Asignamos una misma palabra, coincidencia, a fenómenos disímiles: es una coincidencia que en la actualidad el Sol sea 400 veces más grande que la Luna, y se localice casi 400 veces más lejos de la Tierra que aquella; fue una coincidencia que en 1985, 2017 y 2022 haya temblado en la Ciudad de México el mismo día del año, el 19 de septiembre; fue una coincidencia que la octogenaria Christine hubiera llegado a Ámsterdam el mismo día que nosotros, y a la misma hora, para guiarnos a Broek in Waterland; fue coincidencia que Mark Twain haya nacido en 1835, cuando el Halley pasaba por nuestro planeta, y muerto 75 años después, cuando el cometa volvió a visitarnos…

 

— ¡Qué coincidencia!: ayer, en el momento en que colocaba los audífonos al celular para llamarle a mi hija, vibró el aparato… ¡Era ella!

 

Hemos tratado de poner algún orden en la otra cara del silencio mediante la creación de algunas palabras con las que se pretende discernir lo uno de lo otro en el vasto abanico de fenómenos de las coincidencias.

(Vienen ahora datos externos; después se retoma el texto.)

use crate::Easing;

/// Configuration for [`crate::Controller`].
#[derive(Clone, Copy, Debug, PartialEq)]
#[cfg_attr(feature = "serde", derive(serde::Serialize, serde::Deserialize))]
pub struct ControllerOptions {
    /// Duration of every animation request executed by the controller.
    pub animation_duration_ms: u64,
    pub easing: Easing,
    /// Constant fling deceleration in px/s².
    pub fling_deceleration: f32,
    /// Flings slower than this (px/s) are not started.
    pub min_fling_velocity: f32,
}

impl Default for ControllerOptions {
    fn default() -> Self {
        Self {
            animation_duration_ms: 250,
            easing: Easing::SmoothStep,
            fling_deceleration: 4000.0,
            min_fling_velocity: 50.0,
        }
    }
}

impl ControllerOptions {
    pub fn new() -> Self {
        Self::default()
    }

    pub fn with_animation_duration_ms(mut self, animation_duration_ms: u64) -> Self {
        self.animation_duration_ms = animation_duration_ms;
        self
    }

    pub fn with_easing(mut self, easing: Easing) -> Self {
        self.easing = easing;
        self
    }

    pub fn with_fling_deceleration(mut self, fling_deceleration: f32) -> Self {
        self.fling_deceleration = fling_deceleration;
        self
    }

    pub fn with_min_fling_velocity(mut self, min_fling_velocity: f32) -> Self {
        self.min_fling_velocity = min_fling_velocity;
        self
    }
}
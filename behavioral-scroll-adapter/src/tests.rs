use crate::*;

use alloc::vec::Vec;
use behavioral_scroll::{
    Axis, BottomSheetBehavior, CollapsingHeaderBehavior, InteractionState, JellyBehavior,
    LayoutPass, Rect, RegionSizes, SheetPosition, TouchEvent, ViewHandle,
};

#[derive(Clone, Copy, Debug)]
struct Lcg(u64);

impl Lcg {
    fn new(seed: u64) -> Self {
        Self(seed)
    }

    fn next_u64(&mut self) -> u64 {
        // Deterministic, dependency-free PRNG for tests.
        self.0 = self
            .0
            .wrapping_mul(6364136223846793005)
            .wrapping_add(1442695040888963407);
        self.0
    }

    fn gen_range_i32(&mut self, start: i32, end_exclusive: i32) -> i32 {
        debug_assert!(start < end_exclusive);
        let span = (end_exclusive as i64 - start as i64) as u64;
        (start as i64 + (self.next_u64() % span) as i64) as i32
    }
}

fn pass(viewport: u32, prev: u32, mid: u32, next: u32) -> LayoutPass {
    LayoutPass::new(
        Rect {
            main: viewport,
            cross: 400,
        },
        RegionSizes { prev, mid, next },
    )
}

fn sheet_controller() -> Controller {
    let sheet =
        BottomSheetBehavior::new(ViewHandle(1), SheetPosition::Mid, 100).with_mid_height(300);
    let mut c = Controller::new(sheet);
    c.on_layout(pass(100, 0, 600, 0), 0);
    assert_eq!(c.offset(), 200);
    c
}

fn header_controller() -> Controller {
    let mut c = Controller::new(CollapsingHeaderBehavior::new(ViewHandle(2), ViewHandle(1)));
    c.on_layout(pass(500, 0, 100, 1000), 0);
    assert_eq!(c.coordinator().max_offset(), 600);
    c
}

/// Ticks every 16ms from `start_ms` until nothing moves. Returns the offsets produced.
fn run(c: &mut Controller, start_ms: u64) -> Vec<i32> {
    let mut offsets = Vec::new();
    let mut now_ms = start_ms;
    while let Some(off) = c.tick(now_ms) {
        offsets.push(off);
        now_ms += 16;
        assert!(now_ms < start_ms + 10_000, "controller never settled");
    }
    offsets
}

#[test]
fn tween_samples_linear_and_lands_on_target() {
    let t = Tween::new(0, 100, 0, 100, Easing::Linear);
    assert_eq!(t.sample(0), 0);
    assert_eq!(t.sample(50), 50);
    assert_eq!(t.sample(100), 100);
    assert_eq!(t.sample(500), 100);
    assert!(!t.is_done(99));
    assert!(t.is_done(100));

    let back = Tween::new(0, -100, 0, 100, Easing::Linear);
    assert_eq!(back.sample(50), -50);

    let mut t = t;
    t.retarget(50, 200, 100);
    assert_eq!(t.from, 50);
    assert_eq!(t.sample(100), 125);
    assert_eq!(t.sample(150), 200);

    assert_eq!(Tween::new(3, 7, 10, 0, Easing::Linear).duration_ms, 1);
}

#[test]
fn easings_span_zero_to_one_monotonically() {
    for easing in [
        Easing::Linear,
        Easing::SmoothStep,
        Easing::EaseInOutCubic,
        Easing::EaseOutCubic,
    ] {
        assert_eq!(easing.sample(0.0), 0.0);
        assert_eq!(easing.sample(1.0), 1.0);
        let mut prev = 0.0f32;
        for i in 0..=100 {
            let v = easing.sample(i as f32 / 100.0);
            assert!(v + 1e-6 >= prev, "{easing:?} not monotonic at {i}");
            prev = v;
        }
    }
}

#[test]
fn fling_decelerates_to_its_distance() {
    let mut f = Fling::new(2000.0, 4000.0, 0);
    assert_eq!(f.duration_ms(), 500);
    assert_eq!(f.distance(), 500);
    assert_eq!(f.velocity_at(250), 1000.0);
    assert_eq!(f.velocity_at(600), 0.0);
    assert!(!f.is_done(499));
    assert!(f.is_done(500));

    let mut total = 0;
    let mut now_ms = 0;
    while now_ms <= 512 {
        let d = f.step(now_ms);
        assert!(d >= 0);
        total += d;
        now_ms += 16;
    }
    assert_eq!(total, 500);
    assert_eq!(f.step(1000), 0);

    let back = Fling::new(-2000.0, 4000.0, 0);
    assert_eq!(back.distance(), -500);
    assert_eq!(back.velocity_at(250), -1000.0);
}

#[test]
fn controller_executes_bottom_sheet_settle() {
    let mut c = sheet_controller();

    assert!(c.on_touch_event(TouchEvent::down(10.0, 50.0), 0));
    assert!(c.on_touch_event(TouchEvent::moved(10.0, 0.0), 16));
    assert_eq!(c.offset(), 250);
    assert!(c.on_touch_event(TouchEvent::up(10.0, 0.0), 100));

    assert!(c.is_animating());
    assert_eq!(
        c.tween(),
        Some(Tween::new(250, 500, 100, 250, Easing::SmoothStep))
    );

    let offsets = run(&mut c, 100);
    assert!(offsets.windows(2).all(|w| w[0] <= w[1]));
    assert_eq!(offsets.last().copied(), Some(500));
    assert_eq!(c.offset(), 500);
    assert!(!c.is_animating());
    assert_eq!(c.coordinator().state(), InteractionState::Idle);
}

#[test]
fn down_interrupts_running_tween() {
    let mut c = sheet_controller();
    c.on_touch_event(TouchEvent::down(10.0, 50.0), 0);
    c.on_touch_event(TouchEvent::moved(10.0, 0.0), 16);
    c.on_touch_event(TouchEvent::up(10.0, 0.0), 100);

    let mid = c.tick(200);
    assert!(mid.is_some_and(|off| off > 250 && off < 500));

    assert!(c.on_touch_event(TouchEvent::down(10.0, 50.0), 210));
    assert!(!c.is_animating());
    assert_eq!(c.coordinator().state(), InteractionState::Dragging);
    assert_eq!(c.tick(226), None);
    assert_eq!(Some(c.offset()), mid);
}

#[test]
fn layout_during_animation_retargets_tween() {
    let mut c = sheet_controller();
    c.on_touch_event(TouchEvent::down(10.0, 50.0), 0);
    c.on_touch_event(TouchEvent::moved(10.0, 0.0), 16);
    c.on_touch_event(TouchEvent::up(10.0, 0.0), 100);

    c.on_layout(pass(100, 0, 400, 0), 100);
    assert_eq!(c.coordinator().max_offset(), 300);
    assert_eq!(c.tween().map(|t| t.to), Some(300));

    run(&mut c, 100);
    assert_eq!(c.offset(), 300);
}

#[test]
fn fling_scrolls_content_until_it_runs_out() {
    let mut c = header_controller();
    assert!(c.fling(2000.0, 0));
    assert!(c.coordinator().is_flinging());

    let offsets = run(&mut c, 0);
    assert!(offsets.windows(2).all(|w| w[0] <= w[1]));
    assert_eq!(c.offset(), 500);
    assert!(!c.is_flinging());
    assert!(!c.coordinator().is_flinging());
}

#[test]
fn fling_stops_when_coordinator_refuses_it() {
    let mut c = header_controller();
    assert!(c.fling(-2000.0, 0));
    assert_eq!(c.tick(0), Some(0));
    assert!(c.is_flinging());
    assert_eq!(c.tick(16), Some(0));
    assert!(!c.is_flinging());
    assert_eq!(c.tick(32), None);
}

#[test]
fn slow_flings_are_ignored() {
    let mut c = header_controller();
    assert!(!c.fling(10.0, 0));
    assert!(!c.fling(-49.0, 0));
    assert!(!c.is_flinging());
    assert!(!c.coordinator().is_flinging());
}

#[test]
fn bottom_sheet_fling_runs_to_completion_at_the_edge() {
    let mut c = sheet_controller();
    assert!(c.fling(3000.0, 0));
    run(&mut c, 0);
    assert_eq!(c.offset(), 500);
    assert!(!c.is_animating());
}

#[test]
fn jelly_springs_back_after_pull() {
    let jelly = JellyBehavior::new(Axis::Vertical, ViewHandle(1)).with_prev(ViewHandle(0));
    let mut c = Controller::new(jelly);
    c.on_layout(pass(400, 200, 400, 0), 0);

    c.on_touch_event(TouchEvent::down(10.0, 100.0), 0);
    c.on_touch_event(TouchEvent::moved(10.0, 140.0), 16);
    assert_eq!(c.offset(), -40);
    c.on_touch_event(TouchEvent::up(10.0, 140.0), 32);
    assert!(c.is_animating());

    let offsets = run(&mut c, 32);
    assert!(offsets.windows(2).all(|w| w[0] <= w[1]));
    assert_eq!(c.offset(), 0);
}

#[test]
fn smooth_scroll_to_clamps_and_completes() {
    let mut c = header_controller();
    assert_eq!(c.smooth_scroll_to(1000, 0), 600);
    run(&mut c, 0);
    assert_eq!(c.offset(), 600);

    assert_eq!(c.smooth_scroll_to(600, 0), 600);
    assert!(!c.is_animating());
}

#[test]
fn scroll_to_drops_motion() {
    let mut c = header_controller();
    c.fling(2000.0, 0);
    c.tick(0);
    assert_eq!(c.scroll_to(-50), -50);
    assert!(!c.is_flinging());
    assert_eq!(c.tick(16), None);
}

#[test]
fn random_input_keeps_controller_in_bounds() {
    let mut rng = Lcg::new(0xada9_7e55);
    let mut c = sheet_controller();
    let mut now_ms = 0u64;

    for _ in 0..2000 {
        now_ms += rng.gen_range_i32(1, 40) as u64;
        let y = rng.gen_range_i32(-100, 600) as f32;
        match rng.gen_range_i32(0, 8) {
            0 => {
                c.on_touch_event(TouchEvent::down(10.0, y), now_ms);
            }
            1 | 2 => {
                c.on_touch_event(TouchEvent::moved(10.0, y), now_ms);
            }
            3 => {
                c.on_touch_event(TouchEvent::up(10.0, y), now_ms);
            }
            4 => {
                c.fling(rng.gen_range_i32(-5000, 5000) as f32, now_ms);
            }
            5 => c.on_layout(
                pass(
                    rng.gen_range_i32(0, 400) as u32,
                    0,
                    rng.gen_range_i32(0, 900) as u32,
                    0,
                ),
                now_ms,
            ),
            _ => {
                c.tick(now_ms);
            }
        }

        let snap = c.coordinator().snapshot();
        assert!(snap.in_bounds(), "{snap:?}");
        assert_eq!(c.is_flinging(), snap.is_flinging);
        if c.is_animating() {
            assert_eq!(snap.state, InteractionState::Animating);
        }
    }
}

A propósito de un antojo fílmico y de un libro de Auster, hace cuatro años traía a cuento aquí mismo el concepto formulado por Carl Jung: sincronicidad: “una coincidencia temporal de dos o más sucesos relacionados entre sí de una manera no causal, cuyo contenido significativo es igual o similar…” Paul Kammerer propuso serialidad para referirse a la recurrencia de cosas o eventos en el tiempo y el espacio. Klaus Conrad acuñó el término apofenia, una condición cercana a la esquizotipia —“una dimensión de la personalidad caracterizada por experiencias que de alguna manera hacen eco, en forma apagada, de los síntomas de la psicosis, incluidas las ideas mágicas y las creencias paranormales”, explica Paul Broks—. Más próximo a la explicación por negación, Arnold Zwicky, estableció el concepto ilusión de frecuencia, “un capricho de la percepción por el cual un fenómeno al que uno está alerta de repente parece omnipresente”.

 


Hace siglos, justo con Aristóteles, comenzó el análisis de las falacias o argumentos sofísticos o “razonamientos desviados” (paralogismôn). Se estudian tradicionalmente como artimañas para engañar o convencer a otros, pero bien pueden ser aparejos de autoengaño. Porque, cuidado, así como el lenguaje nombra al mundo también puede crear mundos… imaginarios.